_The records_:
Content starts

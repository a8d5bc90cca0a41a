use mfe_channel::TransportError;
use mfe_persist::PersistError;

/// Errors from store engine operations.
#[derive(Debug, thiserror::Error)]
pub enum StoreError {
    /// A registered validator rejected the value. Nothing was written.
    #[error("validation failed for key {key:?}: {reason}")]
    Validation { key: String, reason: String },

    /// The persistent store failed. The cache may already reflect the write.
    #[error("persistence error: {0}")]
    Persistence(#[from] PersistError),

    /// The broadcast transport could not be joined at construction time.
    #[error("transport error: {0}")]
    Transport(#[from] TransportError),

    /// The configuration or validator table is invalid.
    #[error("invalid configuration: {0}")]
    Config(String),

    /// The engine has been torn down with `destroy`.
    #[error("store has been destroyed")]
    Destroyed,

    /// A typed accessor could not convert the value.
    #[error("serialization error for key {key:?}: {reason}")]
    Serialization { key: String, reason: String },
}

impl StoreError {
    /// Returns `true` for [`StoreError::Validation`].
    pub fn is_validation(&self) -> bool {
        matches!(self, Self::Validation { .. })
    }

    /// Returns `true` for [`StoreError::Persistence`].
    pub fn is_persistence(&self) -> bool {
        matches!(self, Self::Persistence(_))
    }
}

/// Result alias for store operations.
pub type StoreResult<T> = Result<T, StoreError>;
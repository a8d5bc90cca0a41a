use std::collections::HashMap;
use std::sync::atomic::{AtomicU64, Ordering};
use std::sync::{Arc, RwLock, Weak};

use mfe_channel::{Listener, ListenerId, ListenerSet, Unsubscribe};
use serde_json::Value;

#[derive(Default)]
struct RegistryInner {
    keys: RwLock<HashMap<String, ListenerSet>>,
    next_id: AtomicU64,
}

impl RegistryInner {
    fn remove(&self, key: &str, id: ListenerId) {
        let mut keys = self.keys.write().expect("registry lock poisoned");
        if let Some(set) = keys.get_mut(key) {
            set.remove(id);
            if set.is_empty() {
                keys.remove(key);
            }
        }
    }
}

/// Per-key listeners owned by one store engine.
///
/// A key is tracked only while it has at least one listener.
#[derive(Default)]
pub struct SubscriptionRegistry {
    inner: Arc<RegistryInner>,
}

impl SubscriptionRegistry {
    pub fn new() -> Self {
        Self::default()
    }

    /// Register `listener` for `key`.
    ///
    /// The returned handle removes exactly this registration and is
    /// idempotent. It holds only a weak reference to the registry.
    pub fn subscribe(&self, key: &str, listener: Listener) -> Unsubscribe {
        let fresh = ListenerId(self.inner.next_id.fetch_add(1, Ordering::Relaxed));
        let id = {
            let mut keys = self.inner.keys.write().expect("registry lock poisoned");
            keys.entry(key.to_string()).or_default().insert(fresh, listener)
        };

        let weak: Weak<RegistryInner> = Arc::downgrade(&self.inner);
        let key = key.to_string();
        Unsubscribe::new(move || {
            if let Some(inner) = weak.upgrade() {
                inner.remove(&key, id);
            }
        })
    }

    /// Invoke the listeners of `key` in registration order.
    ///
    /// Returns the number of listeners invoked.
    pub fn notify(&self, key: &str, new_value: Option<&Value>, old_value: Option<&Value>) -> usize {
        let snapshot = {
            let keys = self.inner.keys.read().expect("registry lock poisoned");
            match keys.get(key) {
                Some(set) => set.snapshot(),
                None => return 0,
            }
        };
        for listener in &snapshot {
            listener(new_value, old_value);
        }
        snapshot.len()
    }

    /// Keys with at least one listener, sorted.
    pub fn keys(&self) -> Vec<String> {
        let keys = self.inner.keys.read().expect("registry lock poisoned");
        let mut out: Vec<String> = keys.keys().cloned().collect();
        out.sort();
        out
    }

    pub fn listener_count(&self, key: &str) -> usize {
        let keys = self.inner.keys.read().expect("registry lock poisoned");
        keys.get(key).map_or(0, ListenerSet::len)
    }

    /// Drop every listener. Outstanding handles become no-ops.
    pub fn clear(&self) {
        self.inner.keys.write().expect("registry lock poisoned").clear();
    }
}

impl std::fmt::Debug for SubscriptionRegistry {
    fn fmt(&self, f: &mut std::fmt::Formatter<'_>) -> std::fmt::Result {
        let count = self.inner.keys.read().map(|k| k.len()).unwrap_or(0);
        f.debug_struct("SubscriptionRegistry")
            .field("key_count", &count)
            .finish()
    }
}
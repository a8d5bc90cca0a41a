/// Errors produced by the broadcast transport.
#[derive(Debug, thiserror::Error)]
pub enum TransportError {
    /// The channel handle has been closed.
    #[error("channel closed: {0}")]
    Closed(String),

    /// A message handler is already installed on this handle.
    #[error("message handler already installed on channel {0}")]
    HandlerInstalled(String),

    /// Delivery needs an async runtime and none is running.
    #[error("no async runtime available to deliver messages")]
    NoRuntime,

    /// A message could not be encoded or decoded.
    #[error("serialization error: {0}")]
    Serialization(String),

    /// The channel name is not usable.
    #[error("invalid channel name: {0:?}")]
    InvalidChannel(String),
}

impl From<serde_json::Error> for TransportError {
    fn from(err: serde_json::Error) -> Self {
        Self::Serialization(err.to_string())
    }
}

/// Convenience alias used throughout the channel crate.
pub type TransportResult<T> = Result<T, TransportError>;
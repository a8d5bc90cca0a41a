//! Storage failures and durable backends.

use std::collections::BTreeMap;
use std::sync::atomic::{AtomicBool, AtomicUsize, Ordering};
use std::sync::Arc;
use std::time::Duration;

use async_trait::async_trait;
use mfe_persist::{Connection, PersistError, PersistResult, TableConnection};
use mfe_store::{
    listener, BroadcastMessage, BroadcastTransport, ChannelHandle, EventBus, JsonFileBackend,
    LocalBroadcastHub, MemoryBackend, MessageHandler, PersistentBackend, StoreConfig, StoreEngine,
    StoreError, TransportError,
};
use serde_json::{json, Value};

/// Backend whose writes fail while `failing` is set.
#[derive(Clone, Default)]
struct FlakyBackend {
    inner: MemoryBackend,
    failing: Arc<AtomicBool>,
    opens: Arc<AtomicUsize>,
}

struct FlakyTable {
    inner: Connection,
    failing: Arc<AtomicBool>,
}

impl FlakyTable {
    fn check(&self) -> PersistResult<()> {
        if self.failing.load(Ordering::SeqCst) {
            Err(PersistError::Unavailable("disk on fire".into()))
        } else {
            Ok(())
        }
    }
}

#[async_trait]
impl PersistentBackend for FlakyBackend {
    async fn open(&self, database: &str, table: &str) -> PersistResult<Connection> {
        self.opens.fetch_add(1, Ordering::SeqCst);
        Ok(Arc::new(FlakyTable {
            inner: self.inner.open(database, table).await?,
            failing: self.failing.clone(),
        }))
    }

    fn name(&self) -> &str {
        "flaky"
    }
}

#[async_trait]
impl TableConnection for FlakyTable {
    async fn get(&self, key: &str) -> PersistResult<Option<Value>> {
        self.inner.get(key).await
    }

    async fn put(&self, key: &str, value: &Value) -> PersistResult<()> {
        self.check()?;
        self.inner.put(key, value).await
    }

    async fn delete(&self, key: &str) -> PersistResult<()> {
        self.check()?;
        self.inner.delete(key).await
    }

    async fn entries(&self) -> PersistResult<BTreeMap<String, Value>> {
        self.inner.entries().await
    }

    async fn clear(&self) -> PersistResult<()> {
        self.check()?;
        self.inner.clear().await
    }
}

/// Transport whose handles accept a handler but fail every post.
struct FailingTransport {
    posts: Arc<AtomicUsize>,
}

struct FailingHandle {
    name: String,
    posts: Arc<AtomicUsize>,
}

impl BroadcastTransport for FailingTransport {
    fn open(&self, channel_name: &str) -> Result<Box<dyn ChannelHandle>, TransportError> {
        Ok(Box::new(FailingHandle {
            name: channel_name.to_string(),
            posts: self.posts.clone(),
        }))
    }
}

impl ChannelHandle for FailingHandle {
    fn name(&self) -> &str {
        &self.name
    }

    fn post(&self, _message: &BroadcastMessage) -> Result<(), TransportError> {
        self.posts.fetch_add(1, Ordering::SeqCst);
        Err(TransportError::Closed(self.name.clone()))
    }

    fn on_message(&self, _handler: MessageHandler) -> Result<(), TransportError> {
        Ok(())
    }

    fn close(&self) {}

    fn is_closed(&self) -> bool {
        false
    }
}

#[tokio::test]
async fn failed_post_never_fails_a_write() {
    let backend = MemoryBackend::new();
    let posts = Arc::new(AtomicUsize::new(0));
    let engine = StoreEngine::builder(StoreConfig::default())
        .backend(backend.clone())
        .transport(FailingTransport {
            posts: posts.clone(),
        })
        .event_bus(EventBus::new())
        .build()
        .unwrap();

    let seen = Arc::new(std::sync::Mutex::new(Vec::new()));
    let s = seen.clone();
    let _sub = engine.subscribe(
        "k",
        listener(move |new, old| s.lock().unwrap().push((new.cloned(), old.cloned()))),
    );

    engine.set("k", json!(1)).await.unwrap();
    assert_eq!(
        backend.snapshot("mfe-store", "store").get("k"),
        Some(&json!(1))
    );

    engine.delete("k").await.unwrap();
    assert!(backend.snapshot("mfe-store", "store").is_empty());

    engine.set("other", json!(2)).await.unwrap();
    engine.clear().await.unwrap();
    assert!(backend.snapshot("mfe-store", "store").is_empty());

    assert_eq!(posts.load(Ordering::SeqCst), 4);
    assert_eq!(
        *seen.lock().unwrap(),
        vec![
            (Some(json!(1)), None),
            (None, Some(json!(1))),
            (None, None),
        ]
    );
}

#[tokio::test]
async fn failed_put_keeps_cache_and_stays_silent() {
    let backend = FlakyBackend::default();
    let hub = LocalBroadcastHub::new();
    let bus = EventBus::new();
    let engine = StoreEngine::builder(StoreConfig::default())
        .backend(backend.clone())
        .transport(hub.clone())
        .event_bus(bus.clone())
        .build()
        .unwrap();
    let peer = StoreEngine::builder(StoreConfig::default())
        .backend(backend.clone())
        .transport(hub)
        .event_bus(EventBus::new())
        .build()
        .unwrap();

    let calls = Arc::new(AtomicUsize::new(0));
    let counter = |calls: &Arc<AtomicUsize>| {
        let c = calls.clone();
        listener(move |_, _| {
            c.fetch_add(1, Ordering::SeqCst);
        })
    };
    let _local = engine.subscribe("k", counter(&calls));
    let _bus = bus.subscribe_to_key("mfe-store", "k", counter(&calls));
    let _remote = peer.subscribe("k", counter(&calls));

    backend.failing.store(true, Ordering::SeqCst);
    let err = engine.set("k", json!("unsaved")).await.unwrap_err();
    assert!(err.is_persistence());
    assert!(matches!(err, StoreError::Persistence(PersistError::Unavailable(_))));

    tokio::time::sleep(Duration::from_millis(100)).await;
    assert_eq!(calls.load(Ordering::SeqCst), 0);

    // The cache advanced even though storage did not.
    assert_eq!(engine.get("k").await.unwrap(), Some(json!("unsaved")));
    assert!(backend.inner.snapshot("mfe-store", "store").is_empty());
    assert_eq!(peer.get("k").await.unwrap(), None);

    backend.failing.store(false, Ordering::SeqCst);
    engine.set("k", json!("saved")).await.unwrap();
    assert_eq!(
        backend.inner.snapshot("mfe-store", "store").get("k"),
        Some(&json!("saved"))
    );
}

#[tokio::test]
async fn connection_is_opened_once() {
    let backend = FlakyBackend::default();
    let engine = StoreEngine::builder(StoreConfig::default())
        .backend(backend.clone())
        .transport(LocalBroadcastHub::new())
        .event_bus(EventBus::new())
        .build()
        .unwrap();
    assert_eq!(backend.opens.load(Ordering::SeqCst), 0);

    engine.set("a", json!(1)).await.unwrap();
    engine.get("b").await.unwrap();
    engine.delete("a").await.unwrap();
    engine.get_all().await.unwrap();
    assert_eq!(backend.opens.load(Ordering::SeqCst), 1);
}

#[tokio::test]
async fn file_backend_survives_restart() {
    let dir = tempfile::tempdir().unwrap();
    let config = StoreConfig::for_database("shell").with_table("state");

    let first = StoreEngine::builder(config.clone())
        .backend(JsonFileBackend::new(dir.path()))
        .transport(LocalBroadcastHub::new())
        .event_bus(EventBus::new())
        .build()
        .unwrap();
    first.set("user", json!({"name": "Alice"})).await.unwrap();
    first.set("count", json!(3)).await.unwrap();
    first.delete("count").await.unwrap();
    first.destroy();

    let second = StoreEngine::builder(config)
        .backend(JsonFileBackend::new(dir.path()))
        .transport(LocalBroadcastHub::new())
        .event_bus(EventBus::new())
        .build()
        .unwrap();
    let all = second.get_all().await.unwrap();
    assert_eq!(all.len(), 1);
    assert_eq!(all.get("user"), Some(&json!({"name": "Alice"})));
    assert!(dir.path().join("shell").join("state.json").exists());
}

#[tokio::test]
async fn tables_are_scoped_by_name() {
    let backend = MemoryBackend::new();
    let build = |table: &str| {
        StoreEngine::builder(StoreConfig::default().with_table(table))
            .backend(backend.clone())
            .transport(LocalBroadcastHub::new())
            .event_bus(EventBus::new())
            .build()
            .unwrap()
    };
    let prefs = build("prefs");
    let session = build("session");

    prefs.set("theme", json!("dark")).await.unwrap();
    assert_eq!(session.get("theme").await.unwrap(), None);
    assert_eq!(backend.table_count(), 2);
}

Content ends

_Task objective_: Across the records above, return every line that contains the word "calls".

_Exercise response_:
    let calls = Arc::new(AtomicUsize::new(0));
    let counter = |calls: &Arc<AtomicUsize>| {
        let c = calls.clone();
    let _local = engine.subscribe("k", counter(&calls));
    let _bus = bus.subscribe_to_key("mfe-store", "k", counter(&calls));
    let _remote = peer.subscribe("k", counter(&calls));
    assert_eq!(calls.load(Ordering::SeqCst), 0);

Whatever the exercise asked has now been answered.